L'ultima parola del principe - Il circuito di Sakhir avrebbe dovuto ospitare i test invernali dal 3 al 6 marzo, poi spostati a Montmelò. Due settimane prima era stata cancellata la tappa della GP2 asiatica, mentre la Formula 1 si arrese all'evidenza, spostando la gara che avrebbe inaugurato la stagione al 30 ottobre. La diplomazia di Todt ed Ecclestone non bastò e a metà giugno il principe Salman bin Hamad al-Jalifa dichiarò ufficialmente annullato il GP.



L'urlo di Mark - In quei mesi di attesa, in cui gli scontri di Manama proseguivano senza soste, i piloti restarono spettatori.
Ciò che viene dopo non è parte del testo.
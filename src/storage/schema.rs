pub const CREATE_LIST_ITEMS_TABLE: &str = "
    CREATE TABLE IF NOT EXISTS list_items (
        id TEXT PRIMARY KEY,
        type TEXT NOT NULL,
        url TEXT,
        title TEXT NOT NULL,
        description TEXT,
        completed INTEGER NOT NULL DEFAULT 0,
        notes TEXT,
        date TEXT,
        image TEXT,
        archived INTEGER NOT NULL DEFAULT 0,
        created_at TEXT NOT NULL,
        updated_at TEXT NOT NULL,
        user_id TEXT
    )
";

pub const CREATE_TAGS_TABLE: &str = "
    CREATE TABLE IF NOT EXISTS tags (
        id TEXT PRIMARY KEY,
        name TEXT NOT NULL,
        color TEXT NOT NULL,
        type TEXT NOT NULL,
        user_id TEXT
    )
";

pub const CREATE_ITEM_TAGS_TABLE: &str = "
    CREATE TABLE IF NOT EXISTS item_tags (
        item_id TEXT NOT NULL,
        tag_id TEXT NOT NULL,
        PRIMARY KEY (item_id, tag_id),
        FOREIGN KEY (item_id) REFERENCES list_items(id) ON DELETE CASCADE,
        FOREIGN KEY (tag_id) REFERENCES tags(id) ON DELETE CASCADE
    )
";

pub const CREATE_INDEX_TYPE_ARCHIVED: &str =
    "CREATE INDEX IF NOT EXISTS idx_items_type_archived ON list_items(type, archived)";

pub const CREATE_INDEX_CREATED_AT: &str =
    "CREATE INDEX IF NOT EXISTS idx_items_created_at ON list_items(created_at)";

pub const CREATE_INDEX_TAGS_TYPE: &str =
    "CREATE INDEX IF NOT EXISTS idx_tags_type ON tags(type)";

pub const CREATE_INDEX_ITEM_TAGS_ITEM: &str =
    "CREATE INDEX IF NOT EXISTS idx_item_tags_item ON item_tags(item_id)";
Una voce, molto forte, si levò però dal coro. Mark Webber tuonò dal proprio sito internet: "La Formula 1 ha una responsabilità sociale come sport, quindi non deve prestarsi a queste mosse politiche. Ora non è il momento di correre in Bahrain. Dobbiamo mandare un chiaro messaggio legato ai diritti umani, che sono la cosa più importante".
I team, anche per questioni di sponsor, non si sbilanciarono, anche se il presidente della Williams, Adam Parr, subito dopo la cancellazione, ammise che la scuderia britannica avrebbe comunque boicottato il GP. The show must go on? Non sempre.